■ **WORK INSTRUCTION**
List, from the lines below, each one with "impl" in it.

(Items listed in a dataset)
—————
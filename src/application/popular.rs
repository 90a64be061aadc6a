//! Popular posts: top-N by view count.

use std::sync::Arc;

use kindred_api_types::PopularPost;

use crate::cache::{CacheService, keys};

use super::stats::PostStats;

pub struct PopularPostsService {
    cache: Arc<CacheService>,
}

impl PopularPostsService {
    pub fn new(cache: Arc<CacheService>) -> Self {
        Self { cache }
    }

    /// Every tracked stats document, sorted descending by views, truncated.
    ///
    /// Materializes the full set and sorts in-process rather than keeping a
    /// store-side sorted set. At personal-blog volume the scan is tens of
    /// keys; revisit if the catalog grows past a few thousand posts.
    pub async fn get_popular_posts(&self, limit: usize) -> Vec<PopularPost> {
        let mut entries = Vec::new();

        for key in self.cache.scan(keys::POST_PREFIX).await {
            let Some(slug) = keys::stats_slug(&key) else {
                continue;
            };
            let slug = slug.to_string();

            if let Some(stats) = self.cache.get::<PostStats>(&key).await {
                entries.push(PopularPost {
                    slug,
                    views: stats.views,
                });
            }
        }

        entries.sort_by(|a, b| b.views.cmp(&a.views).then_with(|| a.slug.cmp(&b.slug)));
        entries.truncate(limit);
        entries
    }
}
//! Public engagement API.
//!
//! Read-mostly JSON surface consumed during page rendering: related posts,
//! stats, view/like increments, and the popularity ranking. Callers are
//! identified only by their IP hash; there is no authentication here.

use std::sync::Arc;

use axum::extract::{Extension, Path, Query, State};
use axum::http::StatusCode;
use axum::response::IntoResponse;
use axum::routing::{get, post};
use axum::{Json, Router, middleware as axum_middleware};
use kindred_api_types::{PostStatsView, TotalLikes, UserLikes};
use serde::Deserialize;

use crate::application::memo::RequestMemo;
use crate::application::popular::PopularPostsService;
use crate::application::related::RelatedPostsService;
use crate::application::repos::PostsRepo;
use crate::application::stats::{PostStats, PostStatsService};
use crate::domain::identity::user_hash;

use super::error::ApiError;
use super::middleware::{self, ClientIp};

const DEFAULT_RELATED_LIMIT: usize = 4;
const DEFAULT_POPULAR_LIMIT: usize = 10;
const MAX_POPULAR_LIMIT: usize = 50;

#[derive(Clone)]
pub struct PublicState {
    pub posts: Arc<dyn PostsRepo>,
    pub related: Arc<RelatedPostsService>,
    pub stats: Arc<PostStatsService>,
    pub popular: Arc<PopularPostsService>,
    pub user_hash_salt: Arc<String>,
}

impl PublicState {
    fn caller_hash(&self, client_ip: &ClientIp) -> String {
        user_hash(&client_ip.0, &self.user_hash_salt)
    }
}

pub fn build_public_router(state: PublicState) -> Router {
    Router::new()
        .route("/posts/popular", get(get_popular_posts))
        .route("/posts/{slug}/related", get(get_related_posts))
        .route("/posts/{slug}/stats", get(get_post_stats))
        .route("/posts/{slug}/views", post(increment_views))
        .route(
            "/posts/{slug}/likes",
            post(increment_likes).get(get_total_likes),
        )
        .route("/posts/{slug}/likes/me", get(get_likes_by_user))
        .route("/healthz", get(healthz))
        .with_state(state)
        .layer(axum_middleware::from_fn(middleware::request_scope))
        .layer(axum_middleware::from_fn(middleware::log_responses))
}

#[derive(Debug, Deserialize)]
struct LimitQuery {
    limit: Option<usize>,
}

async fn get_related_posts(
    State(state): State<PublicState>,
    Path(slug): Path<String>,
    Query(query): Query<LimitQuery>,
    Extension(memo): Extension<Arc<RequestMemo>>,
) -> Result<impl IntoResponse, ApiError> {
    let limit = query.limit.unwrap_or(DEFAULT_RELATED_LIMIT);
    let related = state
        .related
        .get_related_posts(&slug, limit, Some(&memo))
        .await?;
    Ok(Json(related))
}

async fn get_post_stats(
    State(state): State<PublicState>,
    Path(slug): Path<String>,
    Extension(client_ip): Extension<ClientIp>,
) -> Json<PostStatsView> {
    let caller = state.caller_hash(&client_ip);
    let stats = state.stats.get_stats(&slug).await;
    Json(stats_view(&stats, &caller))
}

async fn increment_views(
    State(state): State<PublicState>,
    Path(slug): Path<String>,
    Extension(client_ip): Extension<ClientIp>,
) -> Json<PostStatsView> {
    let caller = state.caller_hash(&client_ip);
    let stats = state.stats.increment_views(&slug).await;
    Json(stats_view(&stats, &caller))
}

async fn increment_likes(
    State(state): State<PublicState>,
    Path(slug): Path<String>,
    Extension(client_ip): Extension<ClientIp>,
) -> impl IntoResponse {
    let caller = state.caller_hash(&client_ip);
    let tally = state.stats.increment_likes(&slug, &caller).await;
    Json(tally)
}

async fn get_total_likes(
    State(state): State<PublicState>,
    Path(slug): Path<String>,
) -> Json<TotalLikes> {
    let total_likes = state.stats.get_total_likes(&slug).await;
    Json(TotalLikes { total_likes })
}

async fn get_likes_by_user(
    State(state): State<PublicState>,
    Path(slug): Path<String>,
    Extension(client_ip): Extension<ClientIp>,
) -> Json<UserLikes> {
    let caller = state.caller_hash(&client_ip);
    let likes = state.stats.get_likes_by_user(&slug, &caller).await;
    Json(UserLikes { likes })
}

async fn get_popular_posts(
    State(state): State<PublicState>,
    Query(query): Query<LimitQuery>,
) -> impl IntoResponse {
    let limit = query
        .limit
        .unwrap_or(DEFAULT_POPULAR_LIMIT)
        .clamp(1, MAX_POPULAR_LIMIT);
    Json(state.popular.get_popular_posts(limit).await)
}

async fn healthz(State(state): State<PublicState>) -> Result<StatusCode, ApiError> {
    state.posts.ping().await?;
    Ok(StatusCode::NO_CONTENT)
}

fn stats_view(stats: &PostStats, caller: &str) -> PostStatsView {
    PostStatsView {
        slug: stats.slug.clone(),
        views: stats.views,
        total_likes: stats.total_likes(),
        user_likes: stats.likes_for(caller),
    }
}
//! Pseudo-identity derivation for like deduplication.
//!
//! Likes are deduplicated per caller without accounts: the caller's IP
//! address is hashed with a deployment-wide salt into a short opaque digest
//! that keys the per-user like counts. The digest is deterministic for a
//! given (ip, salt) pair and is never reversed.

use sha2::{Digest, Sha256};

/// Length of the hex digest used as a pseudo-identity key.
const USER_HASH_LEN: usize = 8;

/// Derive the opaque per-caller key used in `likes_by_user`.
pub fn user_hash(ip: &str, salt: &str) -> String {
    let mut hasher = Sha256::new();
    hasher.update(salt.as_bytes());
    hasher.update(ip.as_bytes());
    let digest = hasher.finalize();

    let mut hash = hex::encode(digest);
    hash.truncate(USER_HASH_LEN);
    hash
}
—————
■ **WRITTEN ANSWER**
impl PopularPostsService {
impl PublicState {
) -> Result<impl IntoResponse, ApiError> {
) -> impl IntoResponse {
) -> impl IntoResponse {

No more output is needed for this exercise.